Just to add to this (or subtract, I'm not sure). Sage doesn't use the
Python infrastructure for creating temporary directories (say under
/tmp), since Sage or its subprocesses tend to get brutally kill -9'd a
lot, etc., and if we used some standard tmp system without care, sage
would end up leaving a lot of crap around. Right now, whenever a Sage
process creates temp directories, it uses the function tmp_dir()
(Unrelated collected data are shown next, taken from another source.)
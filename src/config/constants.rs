//! # Configuration Constants
//!
//! All numeric configuration values for the two-phase commit subsystem,
//! grouped by functional area. Constants that depend on each other are
//! co-located and their relationships enforced through compile-time
//! assertions.
//!
//! ## Dependency Graph
//!
//! ```text
//! MAX_ALIGN (8 bytes)
//!       │
//!       ├─> every state-file segment is padded to a MAX_ALIGN multiple
//!       │
//!       ├─> size_of::<StateFileHeader>() must be a MAX_ALIGN multiple
//!       │     (the header is the first segment; if it were not aligned,
//!       │      the subxact array following it would be misaligned)
//!       │
//!       └─> size_of::<RecordHeader>() must be a MAX_ALIGN multiple
//!
//! GID_SIZE (200 bytes)
//!       │
//!       └─> fixed width of the GID field in StateFileHeader, including
//!           the NUL terminator; client GIDs are limited to GID_SIZE - 1
//!
//! MIN_STATE_FILE_SIZE / MAX_STATE_FILE_SIZE
//!       │
//!       └─> validation bounds in the state-file reader; files outside
//!           this range are treated as corrupt
//! ```
//!
//! ## Usage
//!
//! Import constants from this module rather than defining them locally:
//!
//! ```ignore
//! use crate::config::{GID_SIZE, MAX_ALIGN};
//! ```

// ============================================================================
// REGISTRY CONFIGURATION
// ============================================================================

/// Default capacity of the prepared-transaction registry.
/// Deliberately small: prepared transactions are expected to be short-lived
/// and administrator-resolved when they are not.
pub const DEFAULT_MAX_PREPARED_XACTS: usize = 50;

/// Maximum number of subtransaction XIDs cached in a participant entry.
/// Beyond this the participant's overflow flag is set and visibility checks
/// fall back to the subtransaction parent map.
pub const MAX_CACHED_SUBXIDS: usize = 64;

// ============================================================================
// STATE FILE FORMAT
// These define the on-disk layout and must never change for existing data
// ============================================================================

/// Format identifier in the first four bytes of every state file.
pub const STATE_FILE_MAGIC: u32 = 0x57F9_4530;

/// Fixed width of the GID field in the state-file header, including the
/// NUL terminator. Client-supplied GIDs are limited to `GID_SIZE - 1` bytes.
pub const GID_SIZE: usize = 200;

/// Alignment unit for state-file segments. Every segment except the trailing
/// CRC starts on a MAX_ALIGN boundary.
pub const MAX_ALIGN: usize = 8;

/// Upper bound on a plausible state file. Larger files are treated as
/// corrupt rather than risking an enormous allocation.
pub const MAX_STATE_FILE_SIZE: u64 = 10_000_000;

/// Round `len` up to the next MAX_ALIGN multiple.
#[inline]
pub const fn max_align(len: usize) -> usize {
    (len + MAX_ALIGN - 1) & !(MAX_ALIGN - 1)
}

// ============================================================================
// ON-DISK LAYOUT
// ============================================================================

/// Directory under the data directory holding one state file per prepared
/// transaction, named by the transaction's XID as eight uppercase hex digits.
pub const TWOPHASE_DIR: &str = "pg_twophase";

/// Directory under the data directory holding the write-ahead log.
pub const WAL_DIR: &str = "wal";

/// Directory prefix for physical relation files referenced by drop lists.
pub const REL_BASE_DIR: &str = "base";

const _: () = assert!(
    MAX_ALIGN.is_power_of_two(),
    "MAX_ALIGN must be a power of two for max_align() to round correctly"
);

const _: () = assert!(
    GID_SIZE % 4 == 0,
    "GID_SIZE must keep StateFileHeader free of implicit padding"
);

#[cfg(test)]
mod tests {
    use super::*;

    #[test]
    fn max_align_rounds_up_to_eight() {
        assert_eq!(max_align(0), 0);
        assert_eq!(max_align(1), 8);
        assert_eq!(max_align(7), 8);
        assert_eq!(max_align(8), 8);
        assert_eq!(max_align(9), 16);
        assert_eq!(max_align(232), 232);
    }
}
which creates the temp directory in
$DOT_SAGE/temp/hostname/pid/
The Sage cleaner, which is a totally different python process from any
particular Sage you run, will look for processes that have died but
left around temp files, and it will delete them all (it also kills all
subprocesses that were left around). It's finally very good at this,
though it used to not be.
-- William
>
>
>
> On Jan 15, 7:31 pm, "Justin C. Walker" <jus...@mac.com> wrote:
>> On Jan 15, 2009, at 19:02 , mabshoff wrote:
>
> <SNIP>
>
>>> Just use /tmp or DOT_SAGE/tmp, but create a directory in it so you
>>> don't clobber other jobs of the same kind. It might be a good idea
>>> to
>>> add some create_tmpdir() command in Sage that is guaranteed to be
>>> unique and is in a writable directory, i.e. it should first try
>>> DOT_SAGE/tmp, then /tmp and so on. IIRC there is even some env
>>> variable where we can point a per user tmp dir to. So you might want
>>> to open a ticket for the above in order to avoid various people
>>> doing
>>> the same thing in their own code over and over again.
>>
>> Python has several calls to make temporary files that will not be
>> clobbered by other users or uses. No need to make directories.
>
> Yes, but we are ending up calling command line tools which to not obey
> Python's convention :)
>
> And having all the files in one directory makes debugging a lot easier
> and it assures that you get rid of all files by just wiping the one
> tmp directory.
I think that the calls to create temp files put all files in the same
directory. But perhaps that isn't quite what you meant :-}
Justin
--
Justin C. Walker, Curmudgeon at Large
Director
Institute for the Enhancement of the Director's Income
-----------
Nobody knows the trouble I've been
-----------
If the temp files are truly temp files (i.e., not of interest when the
process that creates them exits), then there are Python calls that
help: the temp files can be created and unlinked, so that at exit,
they vanish. In fact, they are not visible in the file system at all.
Justin
--
Justin C. Walker, Curmudgeon-At-Large
Institute for the Absorption of Federal Funds
--------
If you're not confused,
You're not paying attention
--------
>
>
>
> On Jan 15, 10:52 pm, "Justin C. Walker" <jus...@mac.com> wrote:
>> On Jan 15, 2009, at 19:52 , William Stein wrote:
>
> <SNIP>
>
> Hi,
>
>> If the temp files are truly temp files (i.e., not of interest when
>> the
>> process that creates them exits), then there are Python calls that
>> help: the temp files can be created and unlinked, so that at exit,
>> they vanish. In fact, they are not visible in the file system at
>> all.
>
> Do you mean this?
>
> "os.tmpfile()
> Return a new file object opened in update mode (w+b). The file has no
> directory entries associated with it and will be automatically deleted
> once there are no file descriptors for the file. Availability: Unix,
> Windows"
>
> I don't see how this will work when I run "kill -9 $SOME_PID"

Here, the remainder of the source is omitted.